+++ Information given +++
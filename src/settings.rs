//! Runtime settings from environment variables (a `.env` file is honoured by the binary).

use crate::error::ConfigError;
use std::net::SocketAddr;
use std::path::PathBuf;
use std::str::FromStr;

pub const DATABASE_FILE_VAR: &str = "CUSTOMER_API_DATABASE_FILE";
pub const BIND_VAR: &str = "CUSTOMER_API_BIND";
pub const ENV_VAR: &str = "CUSTOMER_API_ENV";
pub const MAX_CONNECTIONS_VAR: &str = "CUSTOMER_API_MAX_CONNECTIONS";
pub const MAX_BODY_BYTES_VAR: &str = "CUSTOMER_API_MAX_BODY_BYTES";

pub const DEFAULT_DATABASE_FILE: &str = "Customers.db";
pub const DEFAULT_BIND: &str = "0.0.0.0:3000";

/// Hosting environment. Development enables the secret-listing route and
/// diagnostic error bodies.
#[derive(Clone, Copy, Debug, Default, PartialEq, Eq)]
pub enum Environment {
    Development,
    #[default]
    Production,
}

impl Environment {
    pub fn is_development(self) -> bool {
        matches!(self, Environment::Development)
    }
}

impl FromStr for Environment {
    type Err = ConfigError;

    fn from_str(s: &str) -> Result<Self, Self::Err> {
        match s.trim().to_ascii_lowercase().as_str() {
            "development" | "dev" => Ok(Environment::Development),
            "production" | "prod" => Ok(Environment::Production),
            other => Err(ConfigError::InvalidValue {
                var: ENV_VAR,
                message: format!("expected 'development' or 'production', got '{}'", other),
            }),
        }
    }
}

#[derive(Clone, Debug)]
pub struct Settings {
    pub database_file: PathBuf,
    pub bind: SocketAddr,
    pub environment: Environment,
    pub max_connections: u32,
    pub max_body_bytes: usize,
}

impl Default for Settings {
    fn default() -> Self {
        Self {
            database_file: PathBuf::from(DEFAULT_DATABASE_FILE),
            bind: SocketAddr::from(([0, 0, 0, 0], 3000)),
            environment: Environment::Production,
            max_connections: 5,
            max_body_bytes: 64 * 1024,
        }
    }
}

impl Settings {
    pub fn from_env() -> Result<Self, ConfigError> {
        Self::from_lookup(|name| std::env::var(name).ok())
    }

    /// Build settings from an arbitrary variable source; unset variables keep their defaults.
    pub fn from_lookup<F>(lookup: F) -> Result<Self, ConfigError>
    where
        F: Fn(&str) -> Option<String>,
    {
        let mut settings = Settings::default();
        if let Some(path) = lookup(DATABASE_FILE_VAR).filter(|s| !s.trim().is_empty()) {
            settings.database_file = PathBuf::from(path);
        }
        if let Some(bind) = lookup(BIND_VAR) {
            settings.bind = parse_var(BIND_VAR, &bind)?;
        }
        if let Some(env) = lookup(ENV_VAR) {
            settings.environment = env.parse()?;
        }
        if let Some(n) = lookup(MAX_CONNECTIONS_VAR) {
            settings.max_connections = parse_var(MAX_CONNECTIONS_VAR, &n)?;
            if settings.max_connections == 0 {
                return Err(ConfigError::InvalidValue {
                    var: MAX_CONNECTIONS_VAR,
                    message: "must be at least 1".into(),
                });
            }
        }
        if let Some(n) = lookup(MAX_BODY_BYTES_VAR) {
            settings.max_body_bytes = parse_var(MAX_BODY_BYTES_VAR, &n)?;
        }
        Ok(settings)
    }
}

fn parse_var<T>(var: &'static str, raw: &str) -> Result<T, ConfigError>
where
    T: FromStr,
    T::Err: std::fmt::Display,
{
    raw.trim().parse().map_err(|e: T::Err| ConfigError::InvalidValue {
        var,
        message: e.to_string(),
    })
}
+++
Prompt — Using the records above, select and copy every line that has the word "Clone".

Response to this exercise —
#[derive(Clone, Copy, Debug, Default, PartialEq, Eq)]
#[derive(Clone, Debug)]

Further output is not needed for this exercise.